Pero, en realidad, ni siguiera eso: de lo que realmente se preocupa es de
cuánto queda cubierto por los aportes de los propios «beneficiarios» (las
comillas porque muchas veces el beneficio no parece tal).
El objetivo
declarado de la reforma emprendida por el gobierno, amparado en su, por ahora,
inamovible mayoría parlamentaria –la misma que usufructuó en la comisión de
expertos que discutió el tema y pergeñó la propuesta–,2 según el «Compromiso
por el país», de la coalición multicolor, era «iniciar un proceso [de] reforma
de la seguridad social con sólida base técnica y amplio apoyo político [para]
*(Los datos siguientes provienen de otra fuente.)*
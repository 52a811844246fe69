//! URL entry point: fetch, normalize, extract.

use std::sync::Arc;

use tokio_util::sync::CancellationToken;
use tracing::info;

use crate::error::{ExtractionError, Result};
use crate::pipeline::extractor::{ExtractionResult, Extractor};
use crate::traits::fetcher::{Normalizer, PageFetcher};
use crate::types::schema::FieldSpec;

/// Fetches a page and runs the extractor over its normalized text.
#[derive(Clone)]
pub struct Scraper {
    fetcher: Arc<dyn PageFetcher>,
    normalizer: Arc<dyn Normalizer>,
    extractor: Extractor,
}

impl Scraper {
    pub fn new(
        fetcher: Arc<dyn PageFetcher>,
        normalizer: Arc<dyn Normalizer>,
        extractor: Extractor,
    ) -> Self {
        Self {
            fetcher,
            normalizer,
            extractor,
        }
    }

    pub fn extractor(&self) -> &Extractor {
        &self.extractor
    }

    /// Scrape `url` for `field_names`.
    ///
    /// Field names are validated before the page is fetched.
    pub async fn scrape<I, S>(
        &self,
        url: &str,
        field_names: I,
        cancel: &CancellationToken,
    ) -> Result<ExtractionResult>
    where
        I: IntoIterator<Item = S>,
        S: AsRef<str>,
    {
        let fields = FieldSpec::new(field_names)?;

        let markup = tokio::select! {
            biased;
            _ = cancel.cancelled() => return Err(ExtractionError::Cancelled),
            markup = self.fetcher.fetch(url) => markup?,
        };
        let text = self.normalizer.normalize(&markup);
        info!(
            url = %url,
            fetcher = self.fetcher.name(),
            markup_bytes = markup.len(),
            text_bytes = text.len(),
            "Page fetched and normalized"
        );

        self.extractor.extract_fields(&text, &fields, cancel).await
    }
}
//! Page acquisition implementations.
//!
//! - `HttpFetcher` - single GET over plain HTTP(S)
//! - `MarkdownNormalizer` - markup to markdown, links reduced to their text
//!
//! # Example
//!
//! ```rust,ignore
//! use extraction::ingestors::{HttpFetcher, MarkdownNormalizer};
//! use extraction::traits::fetcher::{Normalizer, PageFetcher};
//!
//! let html = HttpFetcher::new()?.fetch("https://example.com").await?;
//! let text = MarkdownNormalizer.normalize(&html);
//! ```

mod http;
mod markdown;

pub use http::HttpFetcher;
pub use markdown::MarkdownNormalizer;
lograr un sistema previsional moderno, financieramente sostenible y menos
dependiente de los tiempos políticos, que vele especialmente por los pasivos
con mayores niveles de vulnerabilidad».
De este
«compromiso de campaña», lo de los pasivos vulnerables quedó para otra
oportunidad (la reforma no contiene disposiciones al respecto); lo del amplio
apoyo político también (la mitad del país está en desacuerdo); la modernidad es
discutible; la independencia de los tiempos políticos se sustenta en
comprometer decisiones por varias de las décadas siguientes, y tampoco está
claro que la propuesta asegure la sostenibilidad financiera, sino solo reducir
los aportes de Rentas Generales, aumentando los de los trabajadores, que se
prolongan varios años más, y achicando las prestaciones a los pasivos, que se
reducen en varios años.
Que la
preocupación central no es el equilibrio económico-financiero del sistema lo
prueban, claramente, que no haya ningún recurso nuevo para solventarlo, a no
ser los aportes por hasta cinco años más de los trabajadores, que la aplicación
de la reforma se difiera largamente en el tiempo para no causar terremotos
electorales y que, incluso, el gobierno esté dispuesto a reducir ingresos
tributarios, como el IASS (impuesto de asistencia a la seguridad social) y el
IRPF (impuesto a la renta de las personas físicas) a los mayores contribuyentes
(los menores ya están exonerados), lo que agravaría la situación si se tratara
de equilibrar ingresos y egresos.
Pero la
preocupación no está ahí: no se trata de que no haya recursos para compensar
que las uruguayas y los uruguayos ahora viven más (lo que debería celebrarse),
sino de que la filosofía del gobierno es que el costo de las jubilaciones lo
deben pagar los trabajadores activos y jubilados, y no el conjunto de la
sociedad, y mucho menos los malla oro, que seguimos esperando que se pongan a
tirar al frente del pelotón y dejen de chupar rueda y sangre de los demás
mortales.
Esto se
asocia con la idea de déficit que tiene el gobierno respecto de la seguridad
social: es déficit todo lo que no salga del bolsillo de los propios
trabajadores, con lo cual el sistema de seguridad social, base del añorado
Estado de bienestar, se transforma solo en un mecanismo de ahorro forzoso; más
que forzoso, porque ni siquiera existe el derecho de poner el dinero donde se
quiera y retirarlo cuando se quiera o se necesite.
Es la misma
nefasta filosofía que niega al papel del Estado como redistribuidor de la
riqueza social y que algún día descubrirá que, por ejemplo, también el sistema
de salud, la educación pública y el subsidio a la vivienda son deficitarios, y
los suprimirá o reducirá a su mínima expresión para permitir que quede más para
los malla oro.
Con este panorama, oponerse a este proyecto regresivo, punta de iceberg de otros futuros, es casi una obligación filosófica que debemos asumir como sociedad, con los recursos que la Constitución escrita por los malla oro nos deje. Y también reclamar que debemos decidirlo entre todas y todos, para lo que tiene que ser posible presentar alternativas y que podamos elegir entre esas alternativas.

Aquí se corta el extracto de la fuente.